As we head into the heart of the holiday season and get ready for the upcoming new year, hopefully you’ve spent time with family and friends, or are looking forward to doing so. It’s also a good time to reflect on how much improved this year was over the last. A disastrous 2020 and 2021 really made me appreciate 2022 and being able to get back out to some shows to check out the latest muscle car builds while also appreciating a few that have been around for some time. While out and about I noticed a few fresh builds showing some diversity and old-school personality taking a road less traveled—more like a road not driven on since the ’70s. As I was taking a lengthy walk around the NSRA Nationals (just kidding, I was riding in a golf cart) this past August, I noticed a little less LS and a few more small- and big-block builds under the hoods of classics, paying homage to the past.
I’m not saying modern engines or the Pro Touring scene are dwindling by any means, as that style is cruising along just as strong as ever. Owners of these rides pretty much dominate most local get-togethers as they still enjoy getting behind the wheel of a vintage car that behaves like a late-model hot rod.
With that said, I couldn’t help but notice a few more tunnel rams, carburetors, GMC blowers, and stack injection than in years past. It was a refreshing sight that totally took me back to Southern California 1976.
Are the modern-engineered and sensible builds stepping aside for a new wave of cars dedicated to the scrappy ’70s? It’s hard to say, but I’m totally digging it–raised white-letter tires, ladder and slapper bars, cars jacked up in the rear (it’s all good stuff), elements that certainly don’t do much for handling but do a great job of pouring on the nostalgia aesthetics.
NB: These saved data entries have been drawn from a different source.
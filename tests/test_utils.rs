//! Fixtures shared by the integration tests
#![allow(dead_code)]
use std::fs;
use std::path::{Path, PathBuf};

pub const CODON_HEADER: &str =
    "chrom\tasite_start\tasite_end\tgene_name\tcodon_idx\tgene_strand\tcodon\n";

/// Paths of one set of pipeline inputs
pub struct Inputs {
    pub codons: PathBuf,
    pub pair_probs: PathBuf,
    pub tpm: PathBuf,
}

/// Codon rows for `gene` covering `first..first + n`, three bases apart
pub fn codon_rows(chrom: &str, gene: &str, first: i64, n: usize, start: u64) -> String {
    let bases = ["ATG", "GCT", "AAA", "TTG", "CGC", "GGA"];
    (0..n)
        .map(|i| {
            let a_start = start + 3 * i as u64;
            format!(
                "{chrom}\t{a_start}\t{}\t{gene}\t{}\t+\t{}\n",
                a_start + 3,
                first + i as i64,
                bases[i % bases.len()]
            )
        })
        .collect()
}

/// Write a small yeast-like data set:
/// - YAL001C: expressed, probabilities for codons -8..-6 only
/// - YAL002W: expressed, no probabilities
/// - YAL003W: not expressed
pub fn write_inputs(dir: &Path) -> Inputs {
    let codons = dir.join("sample.codons.txt");
    let pair_probs = dir.join("sample.pairprob.txt");
    let tpm = dir.join("quant.sf");

    let mut table = CODON_HEADER.to_string();
    table.push_str(&codon_rows("chrI", "YAL001C", -8, 4, 1000));
    table.push_str(&codon_rows("chrI", "YAL002W", -8, 2, 5000));
    table.push_str(&codon_rows("chrI", "YAL003W", -8, 3, 9000));
    fs::write(&codons, table).expect("Failed to write codon table");

    fs::write(&pair_probs, "YAL001C\t0.1 0.2 0.3\nYAL009W\t0.9\n")
        .expect("Failed to write pairing probabilities");

    fs::write(
        &tpm,
        "Name\tLength\tEffectiveLength\tTPM\tNumReads\n\
         YAL001C\t1500\t1351.2\t12.5\t310\n\
         YAL002W\t900\t751.0\t3.0\t40\n\
         YAL010C\t600\t451.0\t8.0\t12\n",
    )
    .expect("Failed to write TPM table");

    Inputs {
        codons,
        pair_probs,
        tpm,
    }
}

/// Parse a tab-delimited table into (header, rows)
pub fn read_table(path: &Path) -> (Vec<String>, Vec<Vec<String>>) {
    let mut reader = csv::ReaderBuilder::new()
        .delimiter(b'\t')
        .from_path(path)
        .expect("Failed to open table");
    let header = reader
        .headers()
        .expect("Failed to read header")
        .iter()
        .map(str::to_string)
        .collect();
    let rows = reader
        .records()
        .map(|r| r.expect("Bad row").iter().map(str::to_string).collect())
        .collect();
    (header, rows)
}
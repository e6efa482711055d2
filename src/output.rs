/// Writing the merged per-codon table
use anyhow::{Context, Result};
use std::fs::File;
use std::io::BufWriter;
use std::path::Path;

use crate::merge::MergedRecord;

/// Header of the merged table, in output order
pub const OUTPUT_COLUMNS: [&str; 9] = [
    "chrom",
    "asite_start",
    "asite_end",
    "gene_name",
    "codon_idx",
    "gene_strand",
    "codon",
    "TPM",
    "pair_prob",
];

/// Default placeholder for codons without a pairing probability
pub const MISSING_VALUE: &str = "NA";

/// Format a float like the upstream tables do.
///
/// Shortest round-trip digits; integral values keep `.0`; decimal exponents
/// below -4 or from 16 up switch to scientific notation with a signed,
/// two-digit exponent (`1e-05`, `1.5e+16`).
pub fn format_float(value: f64) -> String {
    if !value.is_finite() {
        return format!("{value}");
    }
    if value == 0.0 {
        return format!("{value:.1}");
    }

    let scientific = format!("{value:e}");
    let (mantissa, exponent) = scientific.split_once('e').unwrap_or((scientific.as_str(), "0"));
    let exponent: i32 = exponent.parse().unwrap_or_default();

    if !(-4..16).contains(&exponent) {
        let sign = if exponent < 0 { '-' } else { '+' };
        format!("{mantissa}e{sign}{:02}", exponent.abs())
    } else if value.fract() == 0.0 {
        format!("{value:.1}")
    } else {
        format!("{value}")
    }
}

fn to_fields(row: &MergedRecord, missing: &str) -> [String; 9] {
    let codon = &row.codon;
    [
        codon.chrom.clone(),
        codon.asite_start.clone(),
        codon.asite_end.clone(),
        codon.gene_name.clone(),
        codon.codon_idx.to_string(),
        codon.gene_strand.clone(),
        codon.codon.clone(),
        format_float(row.tpm),
        row.pair_prob
            .map(format_float)
            .unwrap_or_else(|| missing.to_string()),
    ]
}

/// Write merged rows as a tab-delimited table with a header row
///
/// `missing` replaces absent pairing probabilities only.
pub fn write_merged<P: AsRef<Path>>(path: P, rows: &[MergedRecord], missing: &str) -> Result<()> {
    let path = path.as_ref();
    let file = File::create(path).with_context(|| format!("Cannot create {}", path.display()))?;
    let mut writer = csv::WriterBuilder::new()
        .delimiter(b'\t')
        .from_writer(BufWriter::new(file));

    writer.write_record(OUTPUT_COLUMNS)?;
    for row in rows {
        writer.write_record(to_fields(row, missing))?;
    }
    writer
        .flush()
        .with_context(|| format!("Cannot write {}", path.display()))?;

    Ok(())
}
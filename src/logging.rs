/// Progress reporting on stdout as `[tag]\tmessage` lines
///
/// Info records are tagged with their log target (`status` or `execute`),
/// everything else with the level name.
use anyhow::Result;
use env_logger::{Builder, Env, Target};
use log::{Level, Record};
use std::io::Write;

pub const STATUS: &str = "status";
pub const EXECUTE: &str = "execute";

fn tag(record: &Record) -> &'static str {
    match record.level() {
        Level::Error => "error",
        Level::Warn => "warning",
        Level::Info if record.target() == EXECUTE => EXECUTE,
        Level::Info => STATUS,
        Level::Debug | Level::Trace => "debug",
    }
}

/// Install the global logger; `RUST_LOG` overrides the default level
pub fn init(quiet: bool) -> Result<()> {
    let default_level = if quiet { "error" } else { "info" };

    Builder::from_env(Env::default().default_filter_or(default_level))
        .target(Target::Stdout)
        .format(|buf, record| writeln!(buf, "[{}]\t{}", tag(record), record.args()))
        .try_init()?;

    Ok(())
}
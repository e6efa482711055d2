/// Codon table loading
///
/// The codon table is a tab-delimited file with a header row and one row per
/// A-site codon of each gene. Columns are matched by name, extra columns are
/// ignored.
use anyhow::{bail, Context, Result};
use serde::Deserialize;
use std::path::Path;

use crate::io::tsv_reader;

/// Columns that must be present in the codon table header
pub const CODON_COLUMNS: [&str; 7] = [
    "chrom",
    "asite_start",
    "asite_end",
    "gene_name",
    "codon_idx",
    "gene_strand",
    "codon",
];

/// One codon of a gene, with the genomic range of its A-site
///
/// Fields are kept as read; only `codon_idx` is parsed.
#[derive(Debug, Clone, PartialEq, Eq, Deserialize)]
pub struct CodonRecord {
    pub chrom: String,
    pub asite_start: String,
    pub asite_end: String,
    pub gene_name: String,
    /// Offset relative to the gene's reference codon, may be negative
    pub codon_idx: i64,
    pub gene_strand: String,
    pub codon: String,
}

/// Load the codon table from a (possibly gzipped) tab-delimited file
pub fn load_codons<P: AsRef<Path>>(path: P) -> Result<Vec<CodonRecord>> {
    let path = path.as_ref();
    let mut reader = tsv_reader(path)?;

    let headers = reader
        .headers()
        .with_context(|| format!("Cannot read header of {}", path.display()))?;
    let missing: Vec<&str> = CODON_COLUMNS
        .iter()
        .copied()
        .filter(|col| !headers.iter().any(|h| h == *col))
        .collect();
    if !missing.is_empty() {
        bail!(
            "Codon table {} is missing column(s): {}",
            path.display(),
            missing.join(", ")
        );
    }

    let mut codons = Vec::new();
    for record in reader.deserialize() {
        let codon: CodonRecord =
            record.with_context(|| format!("Invalid codon row in {}", path.display()))?;
        codons.push(codon);
    }

    Ok(codons)
}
Heck, all this retro muscle car stuff inspired me set my Pandora station to the ’70s and rock some vintage REO Speedwagon–not the ’80s ’Speedwagon, but the late-’70s stuff.
So, by repaving a road to a muscle car era 50 years in the past, it opens the door to another direction to take within the muscle car hobby. I tend to refrain from calling anything a “trend,” but I’m hopeful this old-school resurgence catches on.
I say bring it on! Bring on the Cragar S/S, American Torq Thrust, slotted U.S. Mags, and anodized Centerline wheels. Let their 15 inches of glory ring loud and proud.